The Strawberry Blonde (1941)

The style of put-‘em-up scuffles erupting from time to time in The Strawberry Blonde, directed by Raoul Walsh, is a glove-like fit for the belligerent character assigned to the impressive, balletic, and pent-up James Cagney, who had a background as a dancer segueing into his film career that shows in his powerful, tightly coiled movements. That character, Biff Grimes, is supposed to be a dentist in turn-of-the-century New York ready at any moment to fling himself into a fight as if to avenge the last scraps of his dwindling dignity—but we don’t really believe it. This man is neither lover nor dentist. He’s a fighter.

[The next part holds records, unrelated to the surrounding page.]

//! Error types for the Agylia SDK.
//!
//! Provides structured error handling with retry classification.

use std::time::Duration;
use thiserror::Error;

/// Main error type for the Agylia SDK.
#[derive(Error, Debug)]
pub enum AgyliaError {
    /// Network-related errors (typically retryable)
    #[error("Network error: {message}")]
    Network {
        message: String,
        #[source]
        source: Option<Box<dyn std::error::Error + Send + Sync>>,
    },

    /// Non-success responses from the portal
    #[error("API error ({status}): {message}")]
    Api { status: u16, message: String },

    /// Authentication and signature errors
    #[error("Auth error: {message}")]
    Auth {
        message: String,
        kind: AuthErrorKind,
    },

    /// Configuration errors
    #[error("Config error: {message}")]
    Config { message: String },

    /// Parsing/serialization errors, including unexpected response shapes
    #[error("Parse error: {message}")]
    Parse {
        message: String,
        #[source]
        source: Option<Box<dyn std::error::Error + Send + Sync>>,
    },

    /// Timeout errors
    #[error("Timeout: {operation} timed out after {duration:?}")]
    Timeout {
        duration: Duration,
        operation: String,
    },

    /// Rate limiting errors (HTTP 429)
    #[error("Rate limit exceeded: {message}")]
    RateLimit {
        message: String,
        retry_after: Option<Duration>,
    },

    /// Invalid caller input
    #[error("Validation error: {message}")]
    Validation {
        message: String,
        field: Option<String>,
    },
}

/// Authentication error subcategories.
#[derive(Debug, Clone, Copy, PartialEq, Eq)]
pub enum AuthErrorKind {
    /// The portal rejected the API username / key pair
    InvalidCredentials,
    /// Required credentials were not supplied
    MissingCredentials,
    /// Signature construction or decoding failed
    SignatureError,
}

impl AgyliaError {
    /// Check if this error is retryable.
    #[must_use]
    pub fn is_retryable(&self) -> bool {
        match self {
            Self::Network { .. } => true,
            Self::Api { status, .. } => (500..600).contains(status),
            Self::Timeout { .. } => true,
            Self::RateLimit { .. } => true,
            _ => false,
        }
    }

    /// Get suggested retry delay.
    #[must_use]
    pub fn retry_delay(&self) -> Option<Duration> {
        match self {
            Self::Network { .. } => Some(Duration::from_millis(100)),
            Self::Api { status, .. } if *status >= 500 => Some(Duration::from_millis(500)),
            Self::Timeout { .. } => Some(Duration::from_millis(50)),
            Self::RateLimit { retry_after, .. } => retry_after.or(Some(Duration::from_secs(1))),
            _ => None,
        }
    }

    /// Errors that no retry can fix: bad credentials or configuration.
    #[must_use]
    pub fn is_critical(&self) -> bool {
        matches!(self, Self::Auth { .. } | Self::Config { .. })
    }

    /// Get error category for logging.
    #[must_use]
    pub fn category(&self) -> &'static str {
        match self {
            Self::Network { .. } => "network",
            Self::Api { .. } => "api",
            Self::Auth { .. } => "auth",
            Self::Config { .. } => "config",
            Self::Parse { .. } => "parse",
            Self::Timeout { .. } => "timeout",
            Self::RateLimit { .. } => "rate_limit",
            Self::Validation { .. } => "validation",
        }
    }

    /// HTTP status carried by the error, if any.
    #[must_use]
    pub fn status(&self) -> Option<u16> {
        match self {
            Self::Api { status, .. } => Some(*status),
            Self::RateLimit { .. } => Some(429),
            _ => None,
        }
    }
}

// Convenience constructors
impl AgyliaError {
    /// Create a network error with source.
    pub fn network<E: std::error::Error + Send + Sync + 'static>(
        message: impl Into<String>,
        source: E,
    ) -> Self {
        Self::Network {
            message: message.into(),
            source: Some(Box::new(source)),
        }
    }

    /// Create a network error without source.
    pub fn network_simple(message: impl Into<String>) -> Self {
        Self::Network {
            message: message.into(),
            source: None,
        }
    }

    /// Create an API error.
    pub fn api(status: u16, message: impl Into<String>) -> Self {
        Self::Api {
            status,
            message: message.into(),
        }
    }

    /// Create an auth error with an explicit kind.
    pub fn auth(message: impl Into<String>, kind: AuthErrorKind) -> Self {
        Self::Auth {
            message: message.into(),
            kind,
        }
    }

    /// Create a signature error.
    pub fn crypto(message: impl Into<String>) -> Self {
        Self::Auth {
            message: message.into(),
            kind: AuthErrorKind::SignatureError,
        }
    }

    /// Create a config error.
    pub fn config(message: impl Into<String>) -> Self {
        Self::Config {
            message: message.into(),
        }
    }

    /// Create a parse error.
    pub fn parse(message: impl Into<String>) -> Self {
        Self::Parse {
            message: message.into(),
            source: None,
        }
    }

    /// Create a parse error with source.
    pub fn parse_with_source<E: std::error::Error + Send + Sync + 'static>(
        message: impl Into<String>,
        source: E,
    ) -> Self {
        Self::Parse {
            message: message.into(),
            source: Some(Box::new(source)),
        }
    }

    /// Create a timeout error.
    pub fn timeout(duration: Duration, operation: impl Into<String>) -> Self {
        Self::Timeout {
            duration,
            operation: operation.into(),
        }
    }

    /// Create a rate limit error.
    pub fn rate_limit(message: impl Into<String>, retry_after: Option<Duration>) -> Self {
        Self::RateLimit {
            message: message.into(),
            retry_after,
        }
    }

    /// Create a validation error for a named field.
    pub fn validation(message: impl Into<String>, field: impl Into<String>) -> Self {
        Self::Validation {
            message: message.into(),
            field: Some(field.into()),
        }
    }
}

/// Timeouts converted here carry the default 30s client timeout. `PortalClient`
/// maps its own timeouts with the configured duration instead.
#[cfg(feature = "client")]
impl From<reqwest::Error> for AgyliaError {
    fn from(err: reqwest::Error) -> Self {
        if err.is_timeout() {
            Self::Timeout {
                duration: Duration::from_secs(30),
                operation: "HTTP request".to_string(),
            }
        } else if err.is_decode() {
            Self::parse_with_source("Failed to decode response body", err)
        } else if err.is_builder() {
            Self::config(format!("Invalid request: {err}"))
        } else {
            Self::network("HTTP request failed", err)
        }
    }
}

impl From<std::env::VarError> for AgyliaError {
    fn from(err: std::env::VarError) -> Self {
        Self::config(format!("Missing environment configuration: {err}"))
    }
}

impl From<serde_json::Error> for AgyliaError {
    fn from(err: serde_json::Error) -> Self {
        Self::parse_with_source(format!("JSON parsing failed: {err}"), err)
    }
}

#[cfg(feature = "client")]
impl From<url::ParseError> for AgyliaError {
    fn from(err: url::ParseError) -> Self {
        Self::config(format!("Invalid URL: {err}"))
    }
}

// Manual Clone implementation since Box<dyn Error> doesn't implement Clone
impl Clone for AgyliaError {
    fn clone(&self) -> Self {
        match self {
            Self::Network { message, .. } => Self::Network {
                message: message.clone(),
                source: None,
            },
            Self::Api { status, message } => Self::Api {
                status: *status,
                message: message.clone(),
            },
            Self::Auth { message, kind } => Self::Auth {
                message: message.clone(),
                kind: *kind,
            },
            Self::Config { message } => Self::Config {
                message: message.clone(),
            },
            Self::Parse { message, .. } => Self::Parse {
                message: message.clone(),
                source: None,
            },
            Self::Timeout {
                duration,
                operation,
            } => Self::Timeout {
                duration: *duration,
                operation: operation.clone(),
            },
            Self::RateLimit {
                message,
                retry_after,
            } => Self::RateLimit {
                message: message.clone(),
                retry_after: *retry_after,
            },
            Self::Validation { message, field } => Self::Validation {
                message: message.clone(),
                field: field.clone(),
            },
        }
    }
}

/// Result type alias for convenience.
pub type Result<T> = std::result::Result<T, AgyliaError>;

/// Short alias for [`AgyliaError`].
pub type Error = AgyliaError;
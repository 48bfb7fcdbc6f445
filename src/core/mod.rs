//! Core infrastructure: error handling and endpoint configuration.

mod endpoints;
mod error;

pub use endpoints::{
    api_base_url, Endpoints, AGYLIA_API_BASE, API_URL_ENV, USERS_ACTIVITY_PATH,
    VALIDATE_SIGNATURE_PATH,
};
pub use error::{AgyliaError, AuthErrorKind, Error, Result};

A street fighter to be exact, a rough wit, and his stint in prison following the consequences of his post as a financial fall guy for his friend’s business—some friend, I say—serves as his dental apprenticeship. He comes out the other side with a new profession, a wife who loves him, and a seething desire to revenge himself against this friend of his, Hugo, whose betrayals began years ago with a ditzy and conventional woman played by Rita Hayworth. And Biff had dibs.

This, in so many words, is the background of story to an action-packed foreground of movement, vigor, and liveliness following Cagney like a python slithering in the tall grass. He is simply unmissable. And these pseudo-fights of the trigger-happy Biff serve only to bring out the physical presence of the actor behind him, giving him many chances to release what we suspect is something dark and dangerous, but funneled toward an end determined by his goodness of heart.

It’s an uneasy balance in a man who has to shift between murderous bloodlust and a certain capacity for reflection and nobility, and he almost embodies the traits of a reformed villain in a comic book, someone still fighting vainly to keep his own nature in line. This might explain why his performance in The Strawberry Blonde is impressive: he’s able to convince us that his good and noble qualities somehow trump his baser and more vicious ones, and the result at the conclusion of the story is a character with flaws and failures, but also with heart and nobility.

And that final fight before he returns with a black eye, his wife reproving but then inspirited as they hear the band begin their song, is like the ultimate testament of the delicate balance of this character justifying not only why we love Biff, but why we love James Cagney, and why he remains to this day one of the greatest actors of the twentieth century.

He’s a flawed and rough-and-tumble Everyman who can be unapologetic in the extreme, and he hasn’t really changed in his essence—but he has evolved in some way. He reflects with his unique style and vigor what we all want from time to time, as life demands it: to be authentic and true to ourselves, while also being better than we were. From James Cagney, I’ve now discovered that the two aren’t always mutually exclusive.